BEGIN Information
use std::cell::RefCell;
use std::rc::{Rc, Weak};

use crate::observable::{Object, ObjectId};
use crate::observer::{Observer, ObserverRecord, TargetId};
use crate::run_loop::{self, RunLoop};

struct Link {
  object: ObjectId,
  key: String,
  observer: Observer,
}

/// Observes a dotted path from a root object.
///
/// Link `i` observes `segments[i]` on the object reached by the first `i`
/// segments. When a link fires, every link after it is detached and rebuilt
/// against the new intermediate object, then the path's observer is queued.
/// Links refer to objects by id only; a dropped intermediate simply ends the
/// chain.
pub(crate) struct ChainObserver {
  id: TargetId,
  run_loop: Weak<run_loop::Inner>,
  root: ObjectId,
  path: String,
  segments: Vec<String>,
  record: ObserverRecord,
  links: RefCell<Vec<Link>>,
}

impl ChainObserver {
  pub(crate) fn new(root: &Object, path: &str, observer: Observer) -> Rc<Self> {
    let chain = Rc::new(Self {
      id: TargetId::unique(),
      run_loop: root.run_loop().map(|rl| Rc::downgrade(&rl.0)).unwrap_or_default(),
      root: root.id(),
      path: path.to_string(),
      segments: path.split('.').filter(|s| !s.is_empty()).map(String::from).collect(),
      record: ObserverRecord::new(observer),
      links: RefCell::new(vec![]),
    });
    log::trace!("chain `{}` on {}", path, root.id());
    chain.attach_from(0, root.clone());
    chain
  }

  pub(crate) fn matches(&self, path: &str, observer: &Observer) -> bool {
    self.path == path && self.record.observer.same_as(observer)
  }

  fn run_loop(&self) -> Option<RunLoop> {
    self.run_loop.upgrade().map(RunLoop::from_inner)
  }

  fn attach_from(self: &Rc<Self>, start: usize, object: Object) {
    let mut current = Some(object);
    for index in start..self.segments.len() {
      let Some(object) = current.take() else { break };
      let key = &self.segments[index];
      let weak = Rc::downgrade(self);
      let observer = Observer::new(self.id, format!("link:{}", index), move |_| {
        if let Some(chain) = weak.upgrade() {
          chain.link_did_change(index);
        }
      });
      object.add_key_observer(key, observer.clone());
      self.links.borrow_mut().push(Link {
        object: object.id(),
        key: key.clone(),
        observer,
      });
      if index + 1 < self.segments.len() {
        current = object.get(key).as_observable();
      }
    }
  }

  fn detach_from(&self, start: usize) {
    let stale = {
      let mut links = self.links.borrow_mut();
      if start >= links.len() {
        return;
      }
      links.split_off(start)
    };
    let Some(run_loop) = self.run_loop() else { return };
    for link in stale {
      if let Some(object) = run_loop.object(link.object) {
        object.remove_key_observer(&link.key, &link.observer);
      }
    }
  }

  fn link_did_change(self: &Rc<Self>, index: usize) {
    if !self.record.is_live() {
      return;
    }
    let Some(run_loop) = self.run_loop() else { return };
    if index + 1 < self.segments.len() {
      self.detach_from(index + 1);
      let owner = self.links.borrow().get(index).map(|link| link.object);
      let next = owner
        .and_then(|id| run_loop.object(id))
        .and_then(|object| object.get(&self.segments[index]).as_observable());
      if let Some(next) = next {
        self.attach_from(index + 1, next);
      }
    }
    if let Some(root) = run_loop.object(self.root) {
      run_loop.enqueue_notification(&root, &self.path, None, self.record.clone());
    }
  }

  pub(crate) fn destroy(&self) {
    self.record.kill();
    self.detach_from(0);
  }
}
END Information
Task: Whatever appears in the records must be returned exactly.

Response:
use std::cell::RefCell;
use std::rc::{Rc, Weak};

use crate::observable::{Object, ObjectId};
use crate::observer::{Observer, ObserverRecord, TargetId};
use crate::run_loop::{self, RunLoop};

struct Link {
  object: ObjectId,
  key: String,
  observer: Observer,
}

/// Observes a dotted path from a root object.
///
/// Link `i` observes `segments[i]` on the object reached by the first `i`
/// segments. When a link fires, every link after it is detached and rebuilt
/// against the new intermediate object, then the path's observer is queued.
/// Links refer to objects by id only; a dropped intermediate simply ends the
/// chain.
pub(crate) struct ChainObserver {
  id: TargetId,
  run_loop: Weak<run_loop::Inner>,
  root: ObjectId,
  path: String,
  segments: Vec<String>,
  record: ObserverRecord,
  links: RefCell<Vec<Link>>,
}

impl ChainObserver {
  pub(crate) fn new(root: &Object, path: &str, observer: Observer) -> Rc<Self> {
    let chain = Rc::new(Self {
      id: TargetId::unique(),
      run_loop: root.run_loop().map(|rl| Rc::downgrade(&rl.0)).unwrap_or_default(),
      root: root.id(),
      path: path.to_string(),
      segments: path.split('.').filter(|s| !s.is_empty()).map(String::from).collect(),
      record: ObserverRecord::new(observer),
      links: RefCell::new(vec![]),
    });
    log::trace!("chain `{}` on {}", path, root.id());
    chain.attach_from(0, root.clone());
    chain
  }

  pub(crate) fn matches(&self, path: &str, observer: &Observer) -> bool {
    self.path == path && self.record.observer.same_as(observer)
  }

  fn run_loop(&self) -> Option<RunLoop> {
    self.run_loop.upgrade().map(RunLoop::from_inner)
  }

  fn attach_from(self: &Rc<Self>, start: usize, object: Object) {
    let mut current = Some(object);
    for index in start..self.segments.len() {
      let Some(object) = current.take() else { break };
      let key = &self.segments[index];
      let weak = Rc::downgrade(self);
      let observer = Observer::new(self.id, format!("link:{}", index), move |_| {
        if let Some(chain) = weak.upgrade() {
          chain.link_did_change(index);
        }
      });
      object.add_key_observer(key, observer.clone());
      self.links.borrow_mut().push(Link {
        object: object.id(),
        key: key.clone(),
        observer,
      });
      if index + 1 < self.segments.len() {
        current = object.get(key).as_observable();
      }
    }
  }

  fn detach_from(&self, start: usize) {
    let stale = {
      let mut links = self.links.borrow_mut();
      if start >= links.len() {
        return;
      }
      links.split_off(start)
    };
    let Some(run_loop) = self.run_loop() else { return };
    for link in stale {
      if let Some(object) = run_loop.object(link.object) {
        object.remove_key_observer(&link.key, &link.observer);
      }
    }
  }

  fn link_did_change(self: &Rc<Self>, index: usize) {
    if !self.record.is_live() {
      return;
    }
    let Some(run_loop) = self.run_loop() else { return };
    if index + 1 < self.segments.len() {
      self.detach_from(index + 1);
      let owner = self.links.borrow().get(index).map(|link| link.object);
      let next = owner
        .and_then(|id| run_loop.object(id))
        .and_then(|object| object.get(&self.segments[index]).as_observable());
      if let Some(next) = next {
        self.attach_from(index + 1, next);
      }
    }
    if let Some(root) = run_loop.object(self.root) {
      run_loop.enqueue_notification(&root, &self.path, None, self.record.clone());
    }
  }

  pub(crate) fn destroy(&self) {
    self.record.kill();
    self.detach_from(0);
  }
}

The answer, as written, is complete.